Dataset records Block Start
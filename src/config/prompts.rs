//! Agent instruction templates for ShipShow.
//!
//! Instructions can be customized by placing an `agents.toml` file in the
//! custom prompts directory. Any agent missing from that file keeps its default.

use serde::{Deserialize, Serialize};
use std::collections::HashMap;
use std::path::PathBuf;

/// Collection of all prompt templates.
#[derive(Debug, Clone, Serialize, Deserialize)]
#[serde(default)]
#[derive(Default)]
pub struct Prompts {
    pub agents: AgentPrompts,
    /// Custom variables from config, available in all prompts.
    #[serde(skip)]
    pub variables: HashMap<String, String>,
}

/// Instructions for each stage of the marketing pipeline.
#[derive(Debug, Clone, Serialize, Deserialize)]
#[serde(default)]
pub struct AgentPrompts {
    pub coordinator: String,
    pub market_research: String,
    pub creative_director: String,
    pub copywriter: String,
    pub voiceover_producer: String,
    pub video_producer: String,
    pub summary: String,
}

impl Default for AgentPrompts {
    fn default() -> Self {
        Self {
            coordinator: r#"You are the coordinator of {{agency}}, an AI marketing agency.

Your job is to take the client's request, restate the product and the goal in one short paragraph, and hand the work to market research.
Do not write scripts or produce media yourself. Always hand off once you have restated the request."#.to_string(),

            market_research: r#"You are a market researcher at {{agency}}.

1. If the request contains a product URL, use 'open_link' to read the page
2. Identify the product, its unique value proposition and its category
3. Identify the target audience and the tone that will reach them
4. Summarize your findings as a short research brief

When the brief is complete, hand off to the creative director."#.to_string(),

            creative_director: r#"You are a creative director at {{agency}}.

1. Read the research brief
2. Choose the creative angle and the hook for each platform (tiktok, instagram, youtube, linkedin)
3. Define tone, pacing and visual style
4. Write a creative brief for the copywriter

You may use 'open_link' to check references. When the creative brief is ready, hand off to the copywriter."#.to_string(),

            copywriter: r#"You are a copywriter specializing in short video scripts at {{agency}}.

1. Write one engaging script per platform following the creative brief
2. Adapt tone and length to each platform
3. Include clear voiceover cues and timing
4. Keep every script concise and impactful

Label each script with its platform. When all scripts are written, hand off to the voiceover producer."#.to_string(),

            voiceover_producer: r#"You are a voiceover producer at {{agency}}.

1. Convert each script into audio with 'generate_audio'
2. Pick a voice that suits each platform (alloy, echo, fable, onyx, nova, shimmer)
3. Set the speed to match the pacing of the script
4. Pass the platform name so the audio can be matched to its video

If a generation fails, adjust the input and try again. When every script has audio, hand off to the video producer with the audio URLs."#.to_string(),

            video_producer: r#"You are a video producer at {{agency}}.

1. Create one video per platform with 'generate_video'
2. Pass the full script, the matching audio URL and the platform
3. Make sure every platform gets its video

Generating at least one video is mandatory; the package cannot be delivered without it. When the videos are done, hand off to the summary agent."#.to_string(),

            summary: r#"You are the delivery lead at {{agency}}.

Review the whole conversation and deliver the final marketing package to the client:
- The product summary, audience and tone
- The script for each platform
- The audio and video URL for each platform

Be concise and well structured. You cannot hand off; your answer is the final deliverable."#.to_string(),
        }
    }
}

impl Prompts {
    /// Load prompts from the default location, with optional custom directory and variables.
    pub fn load(
        custom_dir: Option<&str>,
        custom_variables: Option<&HashMap<String, String>>,
    ) -> crate::error::Result<Self> {
        let mut prompts = Prompts::default();

        if let Some(vars) = custom_variables {
            prompts.variables = vars.clone();
        }

        if let Some(dir) = custom_dir {
            let custom_path = PathBuf::from(shellexpand::tilde(dir).to_string());

            let agents_path = custom_path.join("agents.toml");
            if agents_path.exists() {
                let content = std::fs::read_to_string(&agents_path)?;
                prompts.agents = toml::from_str(&content)?;
            }
        }

        Ok(prompts)
    }

    /// Render a prompt template with the given variables.
    pub fn render(template: &str, vars: &HashMap<String, String>) -> String {
        let mut result = template.to_string();
        for (key, value) in vars {
            result = result.replace(&format!("{{{{{}}}}}", key), value);
        }
        result
    }

    /// Render a template with the built-in defaults, overridden by config variables.
    pub fn render_with_custom(&self, template: &str) -> String {
        let mut merged = HashMap::from([("agency".to_string(), "ShipShow".to_string())]);
        for (key, value) in &self.variables {
            merged.insert(key.clone(), value.clone());
        }
        Self::render(template, &merged)
    }
}

#[cfg(test)]
mod tests {
    use super::*;

    #[test]
    fn test_default_prompts() {
        let prompts = Prompts::default();
        assert!(!prompts.agents.coordinator.is_empty());
        assert!(prompts.agents.video_producer.contains("generate_video"));
    }

    #[test]
    fn test_render_template() {
        let template = "Hello {{name}}, you have {{count}} messages.";
        let vars = HashMap::from([
            ("name".to_string(), "Alice".to_string()),
            ("count".to_string(), "5".to_string()),
        ]);

        let result = Prompts::render(template, &vars);
        assert_eq!(result, "Hello Alice, you have 5 messages.");
    }

    #[test]
    fn test_agency_variable_override() {
        let mut prompts = Prompts::default();
        assert!(prompts
            .render_with_custom(&prompts.agents.summary.clone())
            .contains("ShipShow"));

        prompts
            .variables
            .insert("agency".to_string(), "Acme Studio".to_string());
        let rendered = prompts.render_with_custom("Welcome to {{agency}}");
        assert_eq!(rendered, "Welcome to Acme Studio");
    }

    #[test]
    fn test_partial_custom_file() {
        let dir = tempfile::tempdir().unwrap();
        std::fs::write(
            dir.path().join("agents.toml"),
            "copywriter = \"Write haiku only.\"\n",
        )
        .unwrap();

        let prompts = Prompts::load(dir.path().to_str(), None).unwrap();
        assert_eq!(prompts.agents.copywriter, "Write haiku only.");
        assert!(prompts.agents.summary.contains("final marketing package"));
    }
}
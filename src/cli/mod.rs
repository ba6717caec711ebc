//! CLI module for ShipShow.

pub mod commands;
mod output;
pub mod preflight;

pub use output::Output;

use crate::config::Settings;
use clap::{Parser, Subcommand};
use std::path::PathBuf;

/// ShipShow - Multi-agent Marketing Video Pipeline
///
/// Turns a product brief into researched, scripted, voiced and rendered
/// short-form videos by handing the work from one agent to the next.
#[derive(Parser, Debug)]
#[command(name = "shipshow")]
#[command(version, about, long_about = None)]
pub struct Cli {
    /// Increase verbosity (-v for debug, -vv for trace)
    #[arg(short, long, action = clap::ArgAction::Count, global = true)]
    pub verbose: u8,

    /// Path to configuration file
    #[arg(short, long, global = true)]
    pub config: Option<String>,

    #[command(subcommand)]
    pub command: Commands,
}

impl Cli {
    /// The configuration file in use: `--config` if given, else the default.
    pub fn config_path(&self) -> PathBuf {
        self.config
            .as_ref()
            .map(PathBuf::from)
            .unwrap_or_else(Settings::default_config_path)
    }
}

#[derive(Subcommand, Debug)]
pub enum Commands {
    /// Run the agent pipeline on a brief and print each event as it happens
    Run {
        /// The brief, e.g. a product URL and the platforms to target
        prompt: String,

        /// Print the aggregated result as JSON instead of streaming progress
        #[arg(long)]
        json: bool,

        /// Override the step ceiling for this run
        #[arg(long)]
        max_steps: Option<usize>,
    },

    /// Start HTTP API server with streaming run events
    Serve {
        /// Host to bind to
        #[arg(long)]
        host: Option<String>,

        /// Port to bind to
        #[arg(short, long)]
        port: Option<u16>,
    },

    /// List the agents, their tools and their handoff targets
    Agents,

    /// Show past runs from the audit log
    History {
        /// Show the full transcript of one run
        run_id: Option<String>,

        /// Maximum number of runs to list
        #[arg(short, long, default_value = "20")]
        limit: usize,
    },

    /// Manage configuration
    Config {
        #[command(subcommand)]
        action: ConfigAction,
    },
}

#[derive(Subcommand, Debug)]
pub enum ConfigAction {
    /// Show current configuration
    Show,

    /// Show configuration file path
    Path,
}

#[cfg(test)]
mod tests {
    use super::*;

    #[test]
    fn test_config_path_follows_flag() {
        let cli = Cli::try_parse_from(["shipshow", "--config", "/tmp/shipshow.toml", "config", "path"]).unwrap();
        assert_eq!(cli.config_path(), PathBuf::from("/tmp/shipshow.toml"));

        let cli = Cli::try_parse_from(["shipshow", "config", "path"]).unwrap();
        assert_eq!(cli.config_path(), Settings::default_config_path());
    }
}
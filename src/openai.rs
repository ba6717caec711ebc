//! OpenAI client configuration with sensible defaults.

use crate::error::{Result, ShipShowError};
use async_openai::{config::OpenAIConfig, Client};
use std::time::Duration;

/// Default timeout for OpenAI API requests (5 minutes).
const DEFAULT_TIMEOUT_SECS: u64 = 300;

/// Create an OpenAI client with the default timeout.
pub fn create_client() -> Result<Client<OpenAIConfig>> {
    create_client_with_timeout(Duration::from_secs(DEFAULT_TIMEOUT_SECS))
}

/// Create an OpenAI client with a custom timeout.
///
/// The workflow engine applies its own bounded waits on top of this; the
/// transport timeout only guards against hung connections.
pub fn create_client_with_timeout(timeout: Duration) -> Result<Client<OpenAIConfig>> {
    let http_client = reqwest::Client::builder()
        .timeout(timeout)
        .build()
        .map_err(|e| ShipShowError::OpenAI(format!("Failed to create HTTP client: {}", e)))?;

    Ok(Client::with_config(OpenAIConfig::default()).with_http_client(http_client))
}
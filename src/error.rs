//! Error types for ShipShow.

use thiserror::Error;

/// Library-level error type for ShipShow operations.
///
/// Tool failures and fatal run failures have their own types
/// ([`crate::tools::ToolError`] and [`crate::workflow::EngineError`]) because
/// they travel through the transcript and the event stream as data.
#[derive(Error, Debug)]
pub enum ShipShowError {
    #[error("Configuration error: {0}")]
    Config(String),

    #[error("Agent graph error: {0}")]
    AgentGraph(String),

    #[error("Audit log error: {0}")]
    Audit(String),

    #[error("IO error: {0}")]
    Io(#[from] std::io::Error),

    #[error("JSON error: {0}")]
    Json(#[from] serde_json::Error),

    #[error("TOML parse error: {0}")]
    TomlParse(#[from] toml::de::Error),

    #[error("HTTP error: {0}")]
    Http(#[from] reqwest::Error),

    #[error("Database error: {0}")]
    Database(#[from] rusqlite::Error),

    #[error("OpenAI API error: {0}")]
    OpenAI(String),

    #[error("Run not found: {0}")]
    RunNotFound(String),

    #[error("Invalid input: {0}")]
    InvalidInput(String),
}

/// Result type alias for ShipShow operations.
pub type Result<T> = std::result::Result<T, ShipShowError>;
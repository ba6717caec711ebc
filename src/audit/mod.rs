//! Persistent log of finished runs.

mod sqlite;

pub use sqlite::SqliteRunStore;

use crate::error::Result;
use crate::workflow::{EngineErrorKind, RunOutcome, RunStatus};
use async_trait::async_trait;
use chrono::{DateTime, Utc};
use serde::{Deserialize, Serialize};
use uuid::Uuid;

/// One finished run as stored in the audit log.
#[derive(Debug, Clone, PartialEq, Serialize, Deserialize)]
pub struct RunRecord {
    pub run_id: Uuid,
    /// `completed` or `failed`.
    pub status: String,
    pub error_kind: Option<EngineErrorKind>,
    /// Final text, or the error message for failed runs.
    pub output: String,
    /// The full transcript as JSON.
    pub transcript_json: String,
    pub artifacts_json: String,
    pub started_at: DateTime<Utc>,
    pub finished_at: DateTime<Utc>,
}

impl RunRecord {
    pub fn from_outcome(outcome: &RunOutcome) -> Result<Self> {
        let (status, error_kind, output) = match &outcome.status {
            RunStatus::Completed { output } => ("completed", None, output.clone()),
            RunStatus::Failed { error } => ("failed", Some(error.kind()), error.to_string()),
        };

        Ok(Self {
            run_id: outcome.run_id,
            status: status.to_string(),
            error_kind,
            output,
            transcript_json: serde_json::to_string(&outcome.transcript)?,
            artifacts_json: serde_json::to_string(&outcome.artifacts)?,
            started_at: outcome.started_at,
            finished_at: outcome.finished_at,
        })
    }

    pub fn is_completed(&self) -> bool {
        self.status == "completed"
    }
}

/// Storage for finished runs.
#[async_trait]
pub trait RunStore: Send + Sync {
    /// Insert or replace a run.
    async fn save(&self, record: &RunRecord) -> Result<()>;

    /// Look up one run.
    async fn get(&self, run_id: Uuid) -> Result<Option<RunRecord>>;

    /// Most recent runs first.
    async fn list(&self, limit: usize) -> Result<Vec<RunRecord>>;
}
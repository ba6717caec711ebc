//! History command implementation.

use crate::audit::{RunStore, SqliteRunStore};
use crate::cli::Output;
use crate::config::Settings;
use crate::error::ShipShowError;
use crate::workflow::{Artifacts, ToolOutcome, Transcript, Turn};
use anyhow::Result;
use uuid::Uuid;

/// Show past runs, or one run in full.
pub async fn run_history(run_id: Option<&str>, limit: usize, settings: &Settings) -> Result<()> {
    let path = settings.audit_path();
    if !path.exists() {
        Output::info("No runs recorded yet.");
        return Ok(());
    }
    let store = SqliteRunStore::new(&path)?;

    let Some(run_id) = run_id else {
        let runs = store.list(limit).await?;
        if runs.is_empty() {
            Output::info("No runs recorded yet.");
            return Ok(());
        }

        Output::header(&format!("Recent runs ({})", runs.len()));
        println!();
        for run in &runs {
            Output::run_line(
                &run.run_id.to_string(),
                &run.status,
                &run.finished_at.format("%Y-%m-%d %H:%M").to_string(),
                &run.output,
            );
        }
        return Ok(());
    };

    let id = Uuid::parse_str(run_id)
        .map_err(|e| ShipShowError::InvalidInput(format!("Invalid run id {}: {}", run_id, e)))?;
    let record = store
        .get(id)
        .await?
        .ok_or_else(|| ShipShowError::RunNotFound(run_id.to_string()))?;

    Output::header(&format!("Run {}", record.run_id));
    Output::kv("Status", &record.status);
    if let Some(kind) = record.error_kind {
        Output::kv("Error", kind.as_str());
    }
    Output::kv("Started", &record.started_at.to_rfc3339());
    Output::kv("Finished", &record.finished_at.to_rfc3339());

    let transcript: Transcript = serde_json::from_str(&record.transcript_json)?;
    Output::header("Transcript");
    for turn in &transcript {
        print_turn(turn);
    }

    let artifacts: Artifacts = serde_json::from_str(&record.artifacts_json)?;
    if !artifacts.is_empty() {
        Output::header("Deliverables");
        for (key, url) in artifacts.video.iter().chain(artifacts.audio.iter()) {
            Output::kv(key, url);
        }
    }

    println!("\n{}", record.output);
    Ok(())
}

fn print_turn(turn: &Turn) {
    match turn {
        Turn::UserMessage { text } => Output::kv("user", text),
        Turn::AgentMessage { agent, text } => Output::kv(agent.as_str(), text),
        Turn::ToolCall {
            agent, tool, arguments, ..
        } => Output::list_item(&format!("{} called {} {}", agent, tool, arguments)),
        Turn::ToolResult { tool, outcome, .. } => match outcome {
            ToolOutcome::Success { .. } => Output::list_item(&format!("{} succeeded", tool)),
            ToolOutcome::Failure { error } => Output::list_item(&format!("{} failed: {}", tool, error)),
        },
        Turn::Handoff { from, to } => Output::info(&format!("{} -> {}", from, to)),
    }
}
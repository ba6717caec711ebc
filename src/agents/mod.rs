//! Agent definitions.
//!
//! An agent is data only: a role name, natural-language instructions, the
//! tools it may call and the agents it may hand off to. Specs are built once
//! at process start and shared read-only by every run.

mod graph;

pub use graph::{AgentGraph, CompletionGuard};

use crate::tools::ToolId;
use serde::{Deserialize, Serialize};
use std::collections::BTreeSet;
use std::fmt;

/// Identifier of an agent in the graph.
#[derive(Debug, Clone, PartialEq, Eq, Hash, PartialOrd, Ord, Serialize, Deserialize)]
#[serde(transparent)]
pub struct AgentId(String);

impl AgentId {
    pub fn new(id: impl Into<String>) -> Self {
        Self(id.into())
    }

    pub fn as_str(&self) -> &str {
        &self.0
    }
}

impl fmt::Display for AgentId {
    fn fmt(&self, f: &mut fmt::Formatter<'_>) -> fmt::Result {
        f.write_str(&self.0)
    }
}

impl From<&str> for AgentId {
    fn from(id: &str) -> Self {
        Self::new(id)
    }
}

impl From<String> for AgentId {
    fn from(id: String) -> Self {
        Self(id)
    }
}

/// Immutable definition of one agent.
#[derive(Debug, Clone, Serialize)]
pub struct AgentSpec {
    id: AgentId,
    name: String,
    instructions: String,
    allowed_tools: BTreeSet<ToolId>,
    allowed_handoffs: BTreeSet<AgentId>,
}

impl AgentSpec {
    pub fn new(id: impl Into<AgentId>, name: impl Into<String>, instructions: impl Into<String>) -> Self {
        Self {
            id: id.into(),
            name: name.into(),
            instructions: instructions.into(),
            allowed_tools: BTreeSet::new(),
            allowed_handoffs: BTreeSet::new(),
        }
    }

    /// Grant a tool.
    pub fn with_tool(mut self, tool: ToolId) -> Self {
        self.allowed_tools.insert(tool);
        self
    }

    /// Declare a legal handoff target.
    pub fn with_handoff(mut self, target: impl Into<AgentId>) -> Self {
        self.allowed_handoffs.insert(target.into());
        self
    }

    pub fn id(&self) -> &AgentId {
        &self.id
    }

    pub fn name(&self) -> &str {
        &self.name
    }

    pub fn instructions(&self) -> &str {
        &self.instructions
    }

    pub fn allowed_tools(&self) -> &BTreeSet<ToolId> {
        &self.allowed_tools
    }

    pub fn allowed_handoffs(&self) -> &BTreeSet<AgentId> {
        &self.allowed_handoffs
    }

    pub fn can_use(&self, tool: ToolId) -> bool {
        self.allowed_tools.contains(&tool)
    }

    pub fn can_hand_off_to(&self, target: &AgentId) -> bool {
        self.allowed_handoffs.contains(target)
    }

    /// A terminal agent cannot hand off; its final text completes the run.
    pub fn is_terminal(&self) -> bool {
        self.allowed_handoffs.is_empty()
    }
}
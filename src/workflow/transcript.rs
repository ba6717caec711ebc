//! The append-only record of everything that happened in a run.

use crate::agents::AgentId;
use crate::tools::{ToolError, ToolId, ToolOutput};
use serde::{Deserialize, Serialize};
use std::collections::BTreeSet;

/// Result of one tool invocation as recorded in the transcript.
#[derive(Debug, Clone, PartialEq, Serialize, Deserialize)]
#[serde(tag = "status", rename_all = "snake_case")]
pub enum ToolOutcome {
    Success { output: ToolOutput },
    Failure { error: ToolError },
}

impl ToolOutcome {
    pub fn is_success(&self) -> bool {
        matches!(self, ToolOutcome::Success { .. })
    }

    /// Text handed back to the model.
    pub fn render(&self) -> String {
        match self {
            ToolOutcome::Success { output } => {
                serde_json::to_string(output).unwrap_or_else(|e| format!("Unserializable output: {}", e))
            }
            ToolOutcome::Failure { error } => format!("Tool error ({}): {}", error.kind, error.message),
        }
    }
}

impl From<Result<ToolOutput, ToolError>> for ToolOutcome {
    fn from(result: Result<ToolOutput, ToolError>) -> Self {
        match result {
            Ok(output) => ToolOutcome::Success { output },
            Err(error) => ToolOutcome::Failure { error },
        }
    }
}

/// One entry of the transcript.
#[derive(Debug, Clone, PartialEq, Serialize, Deserialize)]
#[serde(tag = "type", rename_all = "snake_case")]
pub enum Turn {
    UserMessage {
        text: String,
    },
    AgentMessage {
        agent: AgentId,
        text: String,
    },
    ToolCall {
        agent: AgentId,
        call_id: String,
        tool: ToolId,
        arguments: serde_json::Value,
    },
    ToolResult {
        call_id: String,
        tool: ToolId,
        outcome: ToolOutcome,
    },
    Handoff {
        from: AgentId,
        to: AgentId,
    },
}

/// Ordered, append-only sequence of turns.
#[derive(Debug, Clone, Default, PartialEq, Serialize, Deserialize)]
#[serde(transparent)]
pub struct Transcript {
    turns: Vec<Turn>,
}

impl Transcript {
    pub fn new() -> Self {
        Self::default()
    }

    /// Only the engine appends.
    pub(crate) fn push(&mut self, turn: Turn) {
        self.turns.push(turn);
    }

    pub fn turns(&self) -> &[Turn] {
        &self.turns
    }

    pub fn iter(&self) -> std::slice::Iter<'_, Turn> {
        self.turns.iter()
    }

    pub fn len(&self) -> usize {
        self.turns.len()
    }

    pub fn is_empty(&self) -> bool {
        self.turns.is_empty()
    }

    pub fn last(&self) -> Option<&Turn> {
        self.turns.last()
    }

    /// Tools with at least one successful result.
    pub fn succeeded_tools(&self) -> BTreeSet<ToolId> {
        self.turns
            .iter()
            .filter_map(|turn| match turn {
                Turn::ToolResult { tool, outcome, .. } if outcome.is_success() => Some(*tool),
                _ => None,
            })
            .collect()
    }

    /// Number of handoffs so far.
    pub fn handoff_count(&self) -> usize {
        self.turns
            .iter()
            .filter(|t| matches!(t, Turn::Handoff { .. }))
            .count()
    }

    /// Agents in the order they held control, starting with `start`.
    pub fn agent_path(&self, start: &AgentId) -> Vec<AgentId> {
        let mut path = vec![start.clone()];
        path.extend(self.turns.iter().filter_map(|t| match t {
            Turn::Handoff { to, .. } => Some(to.clone()),
            _ => None,
        }));
        path
    }

    /// The most recent text spoken by `agent`.
    pub fn last_message_from(&self, agent: &AgentId) -> Option<&str> {
        self.turns.iter().rev().find_map(|t| match t {
            Turn::AgentMessage { agent: a, text } if a == agent => Some(text.as_str()),
            _ => None,
        })
    }
}

impl<'a> IntoIterator for &'a Transcript {
    type Item = &'a Turn;
    type IntoIter = std::slice::Iter<'a, Turn>;

    fn into_iter(self) -> Self::IntoIter {
        self.turns.iter()
    }
}

#[cfg(test)]
mod tests {
    use super::*;
    use crate::tools::ToolError;

    fn video_result(ok: bool) -> Turn {
        let outcome = if ok {
            ToolOutcome::Success {
                output: ToolOutput::Video {
                    video_url: "https://cdn.example.com/v.mp4".to_string(),
                    duration_seconds: 30.0,
                    platform: None,
                },
            }
        } else {
            ToolOutcome::Failure {
                error: ToolError::unavailable("down"),
            }
        };
        Turn::ToolResult {
            call_id: "call-1".to_string(),
            tool: ToolId::GenerateVideo,
            outcome,
        }
    }

    #[test]
    fn test_failed_results_do_not_count_as_succeeded() {
        let mut transcript = Transcript::new();
        transcript.push(video_result(false));
        assert!(transcript.succeeded_tools().is_empty());

        transcript.push(video_result(true));
        assert_eq!(
            transcript.succeeded_tools(),
            BTreeSet::from([ToolId::GenerateVideo])
        );
    }

    #[test]
    fn test_agent_path_and_last_message() {
        let mut transcript = Transcript::new();
        transcript.push(Turn::UserMessage { text: "hi".to_string() });
        transcript.push(Turn::AgentMessage {
            agent: AgentId::from("a"),
            text: "first".to_string(),
        });
        transcript.push(Turn::AgentMessage {
            agent: AgentId::from("a"),
            text: "second".to_string(),
        });
        transcript.push(Turn::Handoff {
            from: AgentId::from("a"),
            to: AgentId::from("b"),
        });

        assert_eq!(
            transcript.agent_path(&AgentId::from("a")),
            vec![AgentId::from("a"), AgentId::from("b")]
        );
        assert_eq!(transcript.last_message_from(&AgentId::from("a")), Some("second"));
        assert_eq!(transcript.last_message_from(&AgentId::from("b")), None);
        assert_eq!(transcript.handoff_count(), 1);
    }

    #[test]
    fn test_turn_json_shape() {
        let turn = Turn::Handoff {
            from: AgentId::from("copywriter"),
            to: AgentId::from("voiceover_producer"),
        };
        let json = serde_json::to_value(&turn).unwrap();
        assert_eq!(json["type"], "handoff");
        assert_eq!(json["to"], "voiceover_producer");

        let rendered = match video_result(false) {
            Turn::ToolResult { outcome, .. } => outcome.render(),
            _ => unreachable!(),
        };
        assert_eq!(rendered, "Tool error (upstream_unavailable): down");
    }
}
Dataset records Block End
-- Your task --
Please reproduce, exactly as they appear above, the lines from the line containing "pub enum ShipShowError" up to and including the line containing "alias for ShipShow operations.".

-- Reply to the exercise --
pub enum ShipShowError {
    #[error("Configuration error: {0}")]
    Config(String),

    #[error("Agent graph error: {0}")]
    AgentGraph(String),

    #[error("Audit log error: {0}")]
    Audit(String),

    #[error("IO error: {0}")]
    Io(#[from] std::io::Error),

    #[error("JSON error: {0}")]
    Json(#[from] serde_json::Error),

    #[error("TOML parse error: {0}")]
    TomlParse(#[from] toml::de::Error),

    #[error("HTTP error: {0}")]
    Http(#[from] reqwest::Error),

    #[error("Database error: {0}")]
    Database(#[from] rusqlite::Error),

    #[error("OpenAI API error: {0}")]
    OpenAI(String),

    #[error("Run not found: {0}")]
    RunNotFound(String),

    #[error("Invalid input: {0}")]
    InvalidInput(String),
}

/// Result type alias for ShipShow operations.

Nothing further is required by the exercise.